Exercise
Take every line from the listing below that contains "Whether".

Data provided
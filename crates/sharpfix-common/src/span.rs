//! Byte-offset spans into document text.

use serde::{Deserialize, Serialize};

/// A half-open byte range `[start, end)` into a document's text.
#[derive(Clone, Copy, Debug, Default, PartialEq, Eq, Hash, PartialOrd, Ord, Serialize, Deserialize)]
pub struct Span {
    pub start: u32,
    pub end: u32,
}

impl Span {
    #[inline]
    pub const fn new(start: u32, end: u32) -> Self {
        Self { start, end }
    }

    /// Empty span at `pos`.
    #[inline]
    pub const fn at(pos: u32) -> Self {
        Self {
            start: pos,
            end: pos,
        }
    }

    #[inline]
    pub const fn len(&self) -> u32 {
        self.end.saturating_sub(self.start)
    }

    #[inline]
    pub const fn is_empty(&self) -> bool {
        self.end <= self.start
    }

    /// Whether `pos` falls inside the span (end exclusive).
    #[inline]
    pub const fn contains(&self, pos: u32) -> bool {
        pos >= self.start && pos < self.end
    }

    /// Whether `other` lies entirely inside this span.
    #[inline]
    pub const fn contains_span(&self, other: Span) -> bool {
        other.start >= self.start && other.end <= self.end
    }

    /// Whether the two spans share at least one byte, or an empty span sits
    /// inside the other.
    pub const fn intersects(&self, other: Span) -> bool {
        if other.is_empty() {
            return other.start >= self.start && other.start <= self.end;
        }
        if self.is_empty() {
            return self.start >= other.start && self.start <= other.end;
        }
        self.start < other.end && other.start < self.end
    }

    /// Get the text covered by the span, or `""` when out of bounds.
    pub fn text<'a>(&self, source: &'a str) -> &'a str {
        let start = self.start as usize;
        let end = self.end as usize;
        if start <= end && end <= source.len() {
            source.get(start..end).unwrap_or("")
        } else {
            ""
        }
    }
}
use super::*;
use sharpfix_common::Span;
use sharpfix_symbols::TypeSymbolId;

const PROGRAM: &str = "using System;
using static System.Math;

namespace N
{
    class Class : IInterface, IOther
    {
        private int x;

        public int P { get; } = 5;

        public void M()
        {
            if (x > 0) { }
        }
    }
}
";

fn program_outline() -> SourceDocument {
    OutlineBuilder::new("Program.cs", PROGRAM)
        .type_decl(
            TypeAnchor::new(TypeSymbolId(0), "class Class")
                .base("IInterface")
                .base("IOther")
                .member(MemberDeclarationKind::Field, "private int x;")
                .member(MemberDeclarationKind::Property, "public int P")
                .member(MemberDeclarationKind::Method, "public void M()"),
        )
        .build()
        .expect("outline builds")
}

#[test]
fn test_type_declaration_outline() {
    let doc = program_outline();
    let decl = &doc.types[0];

    assert_eq!(decl.namespace, "N");
    assert_eq!(decl.indentation, "    ");
    assert!(decl.span.text(PROGRAM).starts_with("class Class"));
    assert!(decl.span.text(PROGRAM).ends_with('}'));
    assert!(PROGRAM[..decl.header_end as usize].ends_with("IOther"));

    let bases: Vec<_> = decl.base_list.iter().map(|b| b.span.text(PROGRAM)).collect();
    assert_eq!(bases, vec!["IInterface", "IOther"]);

    let open = decl.open_brace.expect("has body") as usize;
    let close = decl.close_brace.expect("has body") as usize;
    assert_eq!(&PROGRAM[open..=open], "{");
    assert_eq!(&PROGRAM[close..=close], "}");
}

#[test]
fn test_member_spans_cover_bodies_and_initializers() {
    let doc = program_outline();
    let members: Vec<_> = doc.types[0]
        .members
        .iter()
        .map(|m| m.span.text(PROGRAM))
        .collect();

    assert_eq!(members[0], "private int x;");
    assert_eq!(members[1], "public int P { get; } = 5;");
    assert!(members[2].starts_with("public void M()"));
    assert!(members[2].ends_with("        }"));
}

#[test]
fn test_usings_are_scanned_before_first_type() {
    let doc = program_outline();

    assert_eq!(doc.usings.len(), 2);
    assert_eq!(doc.usings[0].namespace, "System");
    assert_eq!(doc.usings[0].span.text(PROGRAM), "using System;");
    assert!(doc.usings[1].is_static_or_alias);
    assert_eq!(doc.imported_namespaces(), vec!["System".to_string()]);
    assert!(!doc.imports("System.Math"));
}

#[test]
fn test_declaration_without_body() {
    let text = "class C : I\nclass D { }\n";
    let doc = OutlineBuilder::new("t.cs", text)
        .type_decl(TypeAnchor::new(TypeSymbolId(0), "class C").base("I").without_body())
        .type_decl(TypeAnchor::new(TypeSymbolId(1), "class D"))
        .build()
        .expect("outline builds");

    let c = &doc.types[0];
    assert!(!c.has_body());
    assert_eq!(c.header_end, 11);
    assert!(doc.types[1].has_body());
}

#[test]
fn test_partial_declarations_are_found_in_order() {
    let text = "partial class C { }\npartial class C : I { }\n";
    let doc = OutlineBuilder::new("t.cs", text)
        .type_decl(TypeAnchor::new(TypeSymbolId(0), "partial class C"))
        .type_decl(TypeAnchor::new(TypeSymbolId(0), "partial class C").base("I"))
        .build()
        .expect("outline builds");

    assert_eq!(doc.declarations_of(TypeSymbolId(0)).count(), 2);
    let base = doc.types[1].base_list[0].span;
    let target = doc
        .declaration_with_base_entry(base)
        .expect("declaration found");
    assert_eq!(target.span.start, doc.types[1].span.start);
}

#[test]
fn test_missing_anchor_is_an_error() {
    let err = OutlineBuilder::new("t.cs", "class C { }")
        .type_decl(TypeAnchor::new(TypeSymbolId(0), "class D"))
        .build()
        .unwrap_err();

    assert_eq!(
        err,
        OutlineError::AnchorNotFound {
            anchor: "class D".to_string()
        }
    );
}

#[test]
fn test_unbalanced_braces_are_an_error() {
    let err = OutlineBuilder::new("t.cs", "class C {")
        .type_decl(TypeAnchor::new(TypeSymbolId(0), "class C"))
        .build()
        .unwrap_err();

    assert!(matches!(err, OutlineError::UnbalancedBraces { offset: 8 }));
}

#[test]
fn test_hidden_regions() {
    let text = "class C\n{\n#line hidden\n    void M() { }\n#line default\n}\n";
    let doc = OutlineBuilder::new("t.cs", text)
        .type_decl(TypeAnchor::new(TypeSymbolId(0), "class C"))
        .hidden("#line hidden", "#line default")
        .build()
        .expect("outline builds");

    let region = doc.hidden_regions[0];
    assert!(doc.is_hidden(region.start + 15));
    assert!(!doc.is_hidden(0));
    assert_eq!(doc.line_start(region.start + 3), region.start);
    assert!(doc.is_blank(Span::new(9, 10)));
}

#[test]
fn test_builder_deserializes_from_json() {
    let json = r#"{
        "name": "t.cs",
        "text": "class C : I { }",
        "nullableEnabled": true,
        "types": [{ "symbol": 3, "anchor": "class C", "bases": ["I"] }]
    }"#;
    let builder: OutlineBuilder = serde_json::from_str(json).expect("valid fixture");
    let doc = builder.build().expect("outline builds");

    assert!(doc.nullable_enabled);
    assert_eq!(doc.types[0].symbol, TypeSymbolId(3));
    assert_eq!(doc.types[0].base_list.len(), 1);
}
//! C# identifier escaping.
//!
//! Symbol names are stored unescaped. Generated code escapes a name with `@`
//! only when it is a reserved keyword; contextual keywords (`var`, `async`,
//! `record`, ...) are valid identifiers and stay as-is.

/// Reserved C# keywords, sorted for binary search.
const RESERVED_KEYWORDS: &[&str] = &[
    "abstract",
    "as",
    "base",
    "bool",
    "break",
    "byte",
    "case",
    "catch",
    "char",
    "checked",
    "class",
    "const",
    "continue",
    "decimal",
    "default",
    "delegate",
    "do",
    "double",
    "else",
    "enum",
    "event",
    "explicit",
    "extern",
    "false",
    "finally",
    "fixed",
    "float",
    "for",
    "foreach",
    "goto",
    "if",
    "implicit",
    "in",
    "int",
    "interface",
    "internal",
    "is",
    "lock",
    "long",
    "namespace",
    "new",
    "null",
    "object",
    "operator",
    "out",
    "override",
    "params",
    "private",
    "protected",
    "public",
    "readonly",
    "ref",
    "return",
    "sbyte",
    "sealed",
    "short",
    "sizeof",
    "stackalloc",
    "static",
    "string",
    "struct",
    "switch",
    "this",
    "throw",
    "true",
    "try",
    "typeof",
    "uint",
    "ulong",
    "unchecked",
    "unsafe",
    "ushort",
    "using",
    "virtual",
    "void",
    "volatile",
    "while",
];

pub fn is_reserved_keyword(name: &str) -> bool {
    RESERVED_KEYWORDS.binary_search(&name).is_ok()
}

/// Render `name` as it must appear in source.
///
/// A leading `@` on an ordinary identifier is dropped; reserved keywords get
/// one.
pub fn escape_identifier(name: &str) -> String {
    let bare = name.strip_prefix('@').unwrap_or(name);
    if is_reserved_keyword(bare) {
        format!("@{bare}")
    } else {
        bare.to_string()
    }
}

Your solution
    /// Whether `pos` falls inside the span (end exclusive).
    /// Whether `other` lies entirely inside this span.
    /// Whether the two spans share at least one byte, or an empty span sits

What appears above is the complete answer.